▸ Exercise description: Find how many lines of the following entries contain "Serialization". Reply with the number alone.

▸ Data extracts:
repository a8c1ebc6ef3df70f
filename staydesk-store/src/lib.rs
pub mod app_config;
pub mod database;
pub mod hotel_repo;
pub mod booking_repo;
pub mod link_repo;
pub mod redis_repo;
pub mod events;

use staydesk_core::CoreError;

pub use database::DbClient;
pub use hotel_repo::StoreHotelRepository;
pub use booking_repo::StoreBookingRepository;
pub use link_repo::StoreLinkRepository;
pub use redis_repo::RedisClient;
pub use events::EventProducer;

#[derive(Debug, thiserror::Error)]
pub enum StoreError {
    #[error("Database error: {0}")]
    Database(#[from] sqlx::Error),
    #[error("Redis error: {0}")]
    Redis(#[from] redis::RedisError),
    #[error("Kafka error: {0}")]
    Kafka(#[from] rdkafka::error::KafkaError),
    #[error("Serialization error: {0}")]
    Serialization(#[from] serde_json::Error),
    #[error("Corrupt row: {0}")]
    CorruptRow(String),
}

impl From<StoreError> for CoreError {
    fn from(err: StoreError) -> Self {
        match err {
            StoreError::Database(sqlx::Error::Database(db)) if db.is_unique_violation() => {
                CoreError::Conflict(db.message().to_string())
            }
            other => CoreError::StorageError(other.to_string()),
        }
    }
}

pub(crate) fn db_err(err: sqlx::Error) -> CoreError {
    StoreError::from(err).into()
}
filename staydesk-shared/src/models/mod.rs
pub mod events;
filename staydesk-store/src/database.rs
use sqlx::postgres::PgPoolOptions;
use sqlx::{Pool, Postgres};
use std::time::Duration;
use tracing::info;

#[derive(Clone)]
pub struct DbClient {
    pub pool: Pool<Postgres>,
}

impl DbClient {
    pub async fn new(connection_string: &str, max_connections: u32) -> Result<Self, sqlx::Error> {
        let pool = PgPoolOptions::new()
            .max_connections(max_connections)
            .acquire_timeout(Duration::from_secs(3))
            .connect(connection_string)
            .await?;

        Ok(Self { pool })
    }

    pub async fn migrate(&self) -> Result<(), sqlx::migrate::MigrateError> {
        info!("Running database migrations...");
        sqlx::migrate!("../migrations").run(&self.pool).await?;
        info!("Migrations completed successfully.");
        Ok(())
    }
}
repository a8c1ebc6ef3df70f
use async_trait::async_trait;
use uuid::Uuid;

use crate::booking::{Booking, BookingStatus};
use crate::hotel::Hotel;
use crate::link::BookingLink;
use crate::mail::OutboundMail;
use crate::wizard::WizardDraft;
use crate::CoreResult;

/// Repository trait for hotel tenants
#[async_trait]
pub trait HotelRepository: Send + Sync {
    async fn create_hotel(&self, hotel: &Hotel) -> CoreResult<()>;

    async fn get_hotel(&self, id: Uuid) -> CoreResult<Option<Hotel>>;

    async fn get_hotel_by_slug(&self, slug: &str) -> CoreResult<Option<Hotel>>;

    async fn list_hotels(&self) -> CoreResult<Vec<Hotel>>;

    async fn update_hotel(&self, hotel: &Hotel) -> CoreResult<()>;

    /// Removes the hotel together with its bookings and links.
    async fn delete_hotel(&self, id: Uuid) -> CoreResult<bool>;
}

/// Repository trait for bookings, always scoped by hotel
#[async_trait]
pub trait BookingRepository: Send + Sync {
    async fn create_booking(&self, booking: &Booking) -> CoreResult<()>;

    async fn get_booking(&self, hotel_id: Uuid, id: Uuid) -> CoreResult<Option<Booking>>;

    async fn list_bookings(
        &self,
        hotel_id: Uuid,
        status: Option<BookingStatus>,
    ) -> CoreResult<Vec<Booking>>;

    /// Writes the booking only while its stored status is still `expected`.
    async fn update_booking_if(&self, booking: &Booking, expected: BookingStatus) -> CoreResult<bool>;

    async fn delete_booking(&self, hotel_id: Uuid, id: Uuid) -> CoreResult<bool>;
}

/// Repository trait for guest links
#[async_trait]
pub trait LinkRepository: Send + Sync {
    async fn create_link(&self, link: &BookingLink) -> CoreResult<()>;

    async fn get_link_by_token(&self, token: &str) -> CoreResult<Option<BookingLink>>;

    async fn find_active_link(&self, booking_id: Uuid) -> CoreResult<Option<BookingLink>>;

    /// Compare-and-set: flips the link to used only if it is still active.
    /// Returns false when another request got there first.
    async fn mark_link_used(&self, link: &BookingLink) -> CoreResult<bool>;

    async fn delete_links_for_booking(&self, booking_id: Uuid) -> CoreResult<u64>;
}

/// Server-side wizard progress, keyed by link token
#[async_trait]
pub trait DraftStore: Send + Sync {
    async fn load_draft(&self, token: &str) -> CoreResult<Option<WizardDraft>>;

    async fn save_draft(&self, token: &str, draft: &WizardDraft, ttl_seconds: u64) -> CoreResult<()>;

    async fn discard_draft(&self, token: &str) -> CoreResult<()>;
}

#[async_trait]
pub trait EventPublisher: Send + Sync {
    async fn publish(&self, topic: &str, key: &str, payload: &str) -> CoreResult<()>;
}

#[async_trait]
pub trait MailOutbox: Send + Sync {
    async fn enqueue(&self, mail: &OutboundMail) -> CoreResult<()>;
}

▸ Answer to the exercise: 2